**Task brief:** For the data below, report the number of lines that contain the string "event" and nothing else.

Stored items:
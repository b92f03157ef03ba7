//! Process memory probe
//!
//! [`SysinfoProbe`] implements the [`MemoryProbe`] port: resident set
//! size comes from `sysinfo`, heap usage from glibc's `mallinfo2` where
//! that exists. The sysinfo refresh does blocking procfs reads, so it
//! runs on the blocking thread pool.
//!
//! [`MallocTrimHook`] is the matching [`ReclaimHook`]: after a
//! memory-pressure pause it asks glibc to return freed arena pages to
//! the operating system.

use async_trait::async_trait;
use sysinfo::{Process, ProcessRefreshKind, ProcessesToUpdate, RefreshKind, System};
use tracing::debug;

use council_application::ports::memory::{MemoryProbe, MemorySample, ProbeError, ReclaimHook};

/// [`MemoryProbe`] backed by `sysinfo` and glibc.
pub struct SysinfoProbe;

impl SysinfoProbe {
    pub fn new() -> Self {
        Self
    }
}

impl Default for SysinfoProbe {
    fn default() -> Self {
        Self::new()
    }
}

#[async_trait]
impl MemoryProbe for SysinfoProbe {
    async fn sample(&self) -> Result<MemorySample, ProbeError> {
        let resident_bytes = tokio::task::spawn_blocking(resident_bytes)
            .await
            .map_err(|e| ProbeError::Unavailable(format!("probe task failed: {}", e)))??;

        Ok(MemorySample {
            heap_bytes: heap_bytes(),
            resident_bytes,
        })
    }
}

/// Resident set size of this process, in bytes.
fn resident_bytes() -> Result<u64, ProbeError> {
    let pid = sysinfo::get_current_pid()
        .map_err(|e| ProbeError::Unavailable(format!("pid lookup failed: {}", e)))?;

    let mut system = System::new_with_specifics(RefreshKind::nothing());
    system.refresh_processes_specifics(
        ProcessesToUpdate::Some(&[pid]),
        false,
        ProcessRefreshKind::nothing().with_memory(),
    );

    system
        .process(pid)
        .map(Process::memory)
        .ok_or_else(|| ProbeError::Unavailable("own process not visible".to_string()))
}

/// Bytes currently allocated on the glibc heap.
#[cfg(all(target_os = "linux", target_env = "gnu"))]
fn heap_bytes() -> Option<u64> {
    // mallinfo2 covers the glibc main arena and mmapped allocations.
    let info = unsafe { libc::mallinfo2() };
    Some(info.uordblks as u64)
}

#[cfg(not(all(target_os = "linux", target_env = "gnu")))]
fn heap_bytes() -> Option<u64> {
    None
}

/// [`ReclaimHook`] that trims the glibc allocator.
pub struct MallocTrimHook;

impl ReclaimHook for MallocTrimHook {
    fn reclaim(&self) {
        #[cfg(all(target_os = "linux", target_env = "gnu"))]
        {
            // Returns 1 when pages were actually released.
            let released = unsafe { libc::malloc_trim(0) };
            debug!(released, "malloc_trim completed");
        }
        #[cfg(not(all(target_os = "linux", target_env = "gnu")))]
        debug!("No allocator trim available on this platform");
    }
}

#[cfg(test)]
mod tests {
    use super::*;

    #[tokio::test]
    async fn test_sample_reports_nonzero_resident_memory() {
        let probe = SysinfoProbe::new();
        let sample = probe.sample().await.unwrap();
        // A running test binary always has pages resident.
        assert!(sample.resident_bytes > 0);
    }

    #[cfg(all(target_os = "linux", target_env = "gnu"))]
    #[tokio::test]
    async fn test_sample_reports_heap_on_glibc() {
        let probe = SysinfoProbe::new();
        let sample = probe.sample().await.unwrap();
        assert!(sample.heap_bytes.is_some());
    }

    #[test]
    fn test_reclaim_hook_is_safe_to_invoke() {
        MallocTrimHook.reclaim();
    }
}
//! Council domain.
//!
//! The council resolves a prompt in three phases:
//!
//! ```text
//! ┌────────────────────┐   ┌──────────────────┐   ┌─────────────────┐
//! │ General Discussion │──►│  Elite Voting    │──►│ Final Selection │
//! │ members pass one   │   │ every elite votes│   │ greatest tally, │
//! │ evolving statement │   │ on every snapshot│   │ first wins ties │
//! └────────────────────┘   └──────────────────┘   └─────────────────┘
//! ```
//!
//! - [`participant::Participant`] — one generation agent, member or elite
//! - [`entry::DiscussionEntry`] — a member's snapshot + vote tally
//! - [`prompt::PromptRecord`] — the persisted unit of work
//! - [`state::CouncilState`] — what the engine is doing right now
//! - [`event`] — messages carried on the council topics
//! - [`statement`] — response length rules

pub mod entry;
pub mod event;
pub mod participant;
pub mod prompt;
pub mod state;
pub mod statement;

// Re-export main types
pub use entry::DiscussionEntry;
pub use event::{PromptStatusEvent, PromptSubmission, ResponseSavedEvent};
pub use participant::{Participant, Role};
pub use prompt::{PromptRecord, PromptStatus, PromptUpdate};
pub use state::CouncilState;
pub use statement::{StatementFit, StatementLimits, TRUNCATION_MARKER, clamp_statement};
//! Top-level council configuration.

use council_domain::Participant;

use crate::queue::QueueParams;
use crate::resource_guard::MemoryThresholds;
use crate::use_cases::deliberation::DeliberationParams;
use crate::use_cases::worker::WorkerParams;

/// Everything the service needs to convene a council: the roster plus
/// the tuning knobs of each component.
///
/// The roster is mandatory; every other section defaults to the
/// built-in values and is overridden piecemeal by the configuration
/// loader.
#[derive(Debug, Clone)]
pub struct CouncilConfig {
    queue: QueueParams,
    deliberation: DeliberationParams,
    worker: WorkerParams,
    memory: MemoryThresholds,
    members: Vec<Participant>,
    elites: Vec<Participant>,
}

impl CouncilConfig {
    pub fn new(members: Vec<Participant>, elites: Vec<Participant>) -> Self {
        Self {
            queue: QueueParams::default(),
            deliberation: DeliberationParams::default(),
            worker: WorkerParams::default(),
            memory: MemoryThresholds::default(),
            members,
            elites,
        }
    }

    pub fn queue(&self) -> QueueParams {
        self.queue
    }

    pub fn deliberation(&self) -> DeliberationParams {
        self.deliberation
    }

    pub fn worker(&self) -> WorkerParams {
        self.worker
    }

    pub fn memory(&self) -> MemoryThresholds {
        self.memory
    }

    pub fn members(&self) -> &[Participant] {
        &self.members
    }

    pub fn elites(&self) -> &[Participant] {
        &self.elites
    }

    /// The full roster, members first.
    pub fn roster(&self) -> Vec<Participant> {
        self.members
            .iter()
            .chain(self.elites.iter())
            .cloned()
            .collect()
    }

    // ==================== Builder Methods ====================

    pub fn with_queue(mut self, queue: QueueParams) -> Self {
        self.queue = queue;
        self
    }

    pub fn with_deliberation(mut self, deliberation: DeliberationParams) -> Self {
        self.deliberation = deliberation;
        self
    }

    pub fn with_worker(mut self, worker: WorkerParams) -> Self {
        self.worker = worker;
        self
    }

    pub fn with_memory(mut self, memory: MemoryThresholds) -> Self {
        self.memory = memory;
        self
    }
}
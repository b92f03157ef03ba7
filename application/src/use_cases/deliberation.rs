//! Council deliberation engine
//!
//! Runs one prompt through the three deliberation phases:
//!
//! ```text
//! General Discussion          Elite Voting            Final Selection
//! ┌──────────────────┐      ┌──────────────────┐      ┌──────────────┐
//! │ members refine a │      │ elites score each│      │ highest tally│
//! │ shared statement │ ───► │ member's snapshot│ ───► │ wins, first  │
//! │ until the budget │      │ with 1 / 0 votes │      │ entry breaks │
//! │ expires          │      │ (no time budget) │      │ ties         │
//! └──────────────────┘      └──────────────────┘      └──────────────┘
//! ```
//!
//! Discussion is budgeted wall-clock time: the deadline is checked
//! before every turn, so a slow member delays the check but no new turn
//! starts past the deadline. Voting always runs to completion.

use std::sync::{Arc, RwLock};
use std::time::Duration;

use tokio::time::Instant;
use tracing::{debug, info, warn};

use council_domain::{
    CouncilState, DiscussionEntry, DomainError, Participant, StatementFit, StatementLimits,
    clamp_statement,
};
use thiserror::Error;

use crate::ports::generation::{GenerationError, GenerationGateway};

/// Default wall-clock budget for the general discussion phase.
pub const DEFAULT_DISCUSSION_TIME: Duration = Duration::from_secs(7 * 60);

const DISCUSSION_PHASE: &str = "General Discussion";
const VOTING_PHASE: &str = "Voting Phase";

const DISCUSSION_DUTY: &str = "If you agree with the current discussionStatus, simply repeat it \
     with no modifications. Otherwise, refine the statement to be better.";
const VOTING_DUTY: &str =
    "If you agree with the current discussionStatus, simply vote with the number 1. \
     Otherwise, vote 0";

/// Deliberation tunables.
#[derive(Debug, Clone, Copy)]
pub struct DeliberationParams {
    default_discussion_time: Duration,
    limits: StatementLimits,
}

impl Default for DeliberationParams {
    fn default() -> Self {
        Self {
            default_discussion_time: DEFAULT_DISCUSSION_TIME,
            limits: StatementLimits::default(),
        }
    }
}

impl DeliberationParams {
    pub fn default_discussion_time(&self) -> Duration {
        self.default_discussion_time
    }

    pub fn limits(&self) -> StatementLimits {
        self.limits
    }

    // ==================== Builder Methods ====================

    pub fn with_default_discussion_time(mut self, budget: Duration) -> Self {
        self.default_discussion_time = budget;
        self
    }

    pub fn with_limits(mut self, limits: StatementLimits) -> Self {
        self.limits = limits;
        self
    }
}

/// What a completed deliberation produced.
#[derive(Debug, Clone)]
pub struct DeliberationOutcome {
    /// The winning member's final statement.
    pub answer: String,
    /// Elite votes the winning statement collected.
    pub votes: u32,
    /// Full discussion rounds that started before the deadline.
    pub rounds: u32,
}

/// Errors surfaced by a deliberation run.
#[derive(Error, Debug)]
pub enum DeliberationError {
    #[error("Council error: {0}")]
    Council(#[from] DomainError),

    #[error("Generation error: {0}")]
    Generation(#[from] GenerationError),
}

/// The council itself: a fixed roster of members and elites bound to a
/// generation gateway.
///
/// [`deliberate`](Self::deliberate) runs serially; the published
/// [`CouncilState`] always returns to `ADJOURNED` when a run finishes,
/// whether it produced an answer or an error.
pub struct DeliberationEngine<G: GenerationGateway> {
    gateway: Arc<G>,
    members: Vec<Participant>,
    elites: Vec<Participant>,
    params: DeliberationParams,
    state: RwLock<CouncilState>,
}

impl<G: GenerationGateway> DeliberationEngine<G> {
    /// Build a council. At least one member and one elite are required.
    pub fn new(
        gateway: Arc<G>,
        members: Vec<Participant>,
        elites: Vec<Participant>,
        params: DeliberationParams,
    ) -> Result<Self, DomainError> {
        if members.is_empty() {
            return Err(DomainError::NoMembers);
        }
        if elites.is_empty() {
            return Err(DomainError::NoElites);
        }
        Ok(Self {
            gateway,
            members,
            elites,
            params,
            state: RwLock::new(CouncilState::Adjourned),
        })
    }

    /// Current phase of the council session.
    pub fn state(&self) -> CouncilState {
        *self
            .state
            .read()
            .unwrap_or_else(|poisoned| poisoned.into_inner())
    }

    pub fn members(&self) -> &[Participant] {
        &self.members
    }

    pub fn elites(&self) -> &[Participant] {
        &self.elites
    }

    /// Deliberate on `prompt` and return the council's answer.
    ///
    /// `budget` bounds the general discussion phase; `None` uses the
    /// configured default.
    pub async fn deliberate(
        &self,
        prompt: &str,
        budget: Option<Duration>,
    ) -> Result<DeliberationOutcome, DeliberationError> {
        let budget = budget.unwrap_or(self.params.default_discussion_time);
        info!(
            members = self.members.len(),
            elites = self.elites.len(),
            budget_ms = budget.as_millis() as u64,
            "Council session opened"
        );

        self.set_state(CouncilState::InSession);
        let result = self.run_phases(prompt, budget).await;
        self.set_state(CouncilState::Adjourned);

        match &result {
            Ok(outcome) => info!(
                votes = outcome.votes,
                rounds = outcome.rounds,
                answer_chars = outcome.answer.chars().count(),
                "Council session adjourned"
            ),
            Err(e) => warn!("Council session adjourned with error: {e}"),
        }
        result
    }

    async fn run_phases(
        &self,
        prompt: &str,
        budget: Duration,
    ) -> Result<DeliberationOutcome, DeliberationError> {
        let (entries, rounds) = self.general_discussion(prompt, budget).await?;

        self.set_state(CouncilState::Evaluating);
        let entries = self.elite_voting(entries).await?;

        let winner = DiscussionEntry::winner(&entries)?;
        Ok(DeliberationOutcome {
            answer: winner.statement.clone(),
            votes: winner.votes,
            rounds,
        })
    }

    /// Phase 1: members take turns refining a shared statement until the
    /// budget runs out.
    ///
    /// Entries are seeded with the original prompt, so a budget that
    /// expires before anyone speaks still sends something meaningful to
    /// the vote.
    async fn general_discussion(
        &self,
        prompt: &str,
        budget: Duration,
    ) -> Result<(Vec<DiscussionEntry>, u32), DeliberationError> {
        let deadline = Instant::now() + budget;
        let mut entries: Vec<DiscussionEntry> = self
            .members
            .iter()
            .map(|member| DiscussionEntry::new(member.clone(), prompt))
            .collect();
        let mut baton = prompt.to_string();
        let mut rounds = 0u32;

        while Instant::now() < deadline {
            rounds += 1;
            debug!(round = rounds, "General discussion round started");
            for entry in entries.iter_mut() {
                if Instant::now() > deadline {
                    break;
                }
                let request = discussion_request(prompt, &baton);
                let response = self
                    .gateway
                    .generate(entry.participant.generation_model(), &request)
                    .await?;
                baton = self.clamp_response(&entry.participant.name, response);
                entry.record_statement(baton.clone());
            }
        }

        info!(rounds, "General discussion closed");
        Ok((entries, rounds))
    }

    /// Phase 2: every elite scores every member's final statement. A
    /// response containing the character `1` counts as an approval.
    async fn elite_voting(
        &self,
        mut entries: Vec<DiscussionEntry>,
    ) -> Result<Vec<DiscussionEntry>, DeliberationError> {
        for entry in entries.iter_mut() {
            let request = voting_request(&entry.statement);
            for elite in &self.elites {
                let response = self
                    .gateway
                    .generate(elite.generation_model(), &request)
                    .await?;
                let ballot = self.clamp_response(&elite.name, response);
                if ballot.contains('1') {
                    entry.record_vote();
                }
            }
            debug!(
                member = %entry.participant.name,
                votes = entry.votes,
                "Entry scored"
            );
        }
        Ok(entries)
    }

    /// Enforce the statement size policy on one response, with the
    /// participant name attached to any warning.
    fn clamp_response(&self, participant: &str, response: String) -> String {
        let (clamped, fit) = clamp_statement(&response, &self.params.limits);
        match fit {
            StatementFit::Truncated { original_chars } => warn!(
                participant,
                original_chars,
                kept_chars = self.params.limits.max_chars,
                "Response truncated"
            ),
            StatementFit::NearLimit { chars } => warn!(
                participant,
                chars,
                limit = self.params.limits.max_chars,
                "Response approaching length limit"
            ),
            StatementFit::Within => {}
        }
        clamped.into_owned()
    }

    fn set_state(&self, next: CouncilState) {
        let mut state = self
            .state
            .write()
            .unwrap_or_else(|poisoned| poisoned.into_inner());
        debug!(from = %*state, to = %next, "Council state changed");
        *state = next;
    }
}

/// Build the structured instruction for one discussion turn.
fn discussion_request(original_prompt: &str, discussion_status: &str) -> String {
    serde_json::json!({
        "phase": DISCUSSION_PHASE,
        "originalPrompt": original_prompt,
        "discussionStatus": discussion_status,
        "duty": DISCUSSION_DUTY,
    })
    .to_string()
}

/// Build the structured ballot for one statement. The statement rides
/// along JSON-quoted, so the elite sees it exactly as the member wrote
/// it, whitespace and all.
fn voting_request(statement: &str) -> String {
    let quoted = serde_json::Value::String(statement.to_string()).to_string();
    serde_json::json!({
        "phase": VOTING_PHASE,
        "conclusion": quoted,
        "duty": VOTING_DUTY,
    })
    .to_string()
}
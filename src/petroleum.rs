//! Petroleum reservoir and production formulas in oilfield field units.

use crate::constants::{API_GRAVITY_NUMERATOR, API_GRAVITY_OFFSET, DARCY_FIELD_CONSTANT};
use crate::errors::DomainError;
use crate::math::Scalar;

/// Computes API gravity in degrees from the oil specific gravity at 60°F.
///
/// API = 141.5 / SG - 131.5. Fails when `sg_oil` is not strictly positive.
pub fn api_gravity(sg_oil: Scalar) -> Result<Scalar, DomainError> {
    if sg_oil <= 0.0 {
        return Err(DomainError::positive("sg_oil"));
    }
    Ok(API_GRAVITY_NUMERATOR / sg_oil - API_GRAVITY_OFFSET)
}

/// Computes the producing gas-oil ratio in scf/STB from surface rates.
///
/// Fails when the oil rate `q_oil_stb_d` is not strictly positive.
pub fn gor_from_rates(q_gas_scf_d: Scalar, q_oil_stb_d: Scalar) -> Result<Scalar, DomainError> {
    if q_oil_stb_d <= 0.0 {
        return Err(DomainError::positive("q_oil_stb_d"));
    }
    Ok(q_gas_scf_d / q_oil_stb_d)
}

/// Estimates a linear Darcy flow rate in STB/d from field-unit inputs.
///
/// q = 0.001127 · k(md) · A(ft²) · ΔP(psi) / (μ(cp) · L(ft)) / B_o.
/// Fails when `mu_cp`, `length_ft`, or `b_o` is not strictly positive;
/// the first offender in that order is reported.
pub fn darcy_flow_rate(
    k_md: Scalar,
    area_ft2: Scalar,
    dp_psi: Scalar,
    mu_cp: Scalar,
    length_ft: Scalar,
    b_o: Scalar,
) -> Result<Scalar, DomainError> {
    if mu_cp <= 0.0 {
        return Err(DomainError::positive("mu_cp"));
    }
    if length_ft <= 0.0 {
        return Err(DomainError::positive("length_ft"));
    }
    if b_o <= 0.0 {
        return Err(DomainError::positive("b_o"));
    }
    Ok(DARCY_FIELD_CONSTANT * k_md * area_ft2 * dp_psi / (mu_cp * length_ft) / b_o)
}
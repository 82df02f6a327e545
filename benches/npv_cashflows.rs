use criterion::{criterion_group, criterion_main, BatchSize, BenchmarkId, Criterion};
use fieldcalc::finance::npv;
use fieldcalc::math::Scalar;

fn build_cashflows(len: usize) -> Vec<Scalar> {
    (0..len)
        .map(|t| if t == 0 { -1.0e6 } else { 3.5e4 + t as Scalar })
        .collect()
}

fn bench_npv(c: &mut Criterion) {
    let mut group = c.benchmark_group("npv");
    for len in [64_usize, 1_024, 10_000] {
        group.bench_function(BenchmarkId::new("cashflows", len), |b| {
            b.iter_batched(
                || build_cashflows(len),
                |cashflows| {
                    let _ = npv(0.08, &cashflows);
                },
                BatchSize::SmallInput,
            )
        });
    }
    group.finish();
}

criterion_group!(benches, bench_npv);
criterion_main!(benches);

**Exercise solution:** 3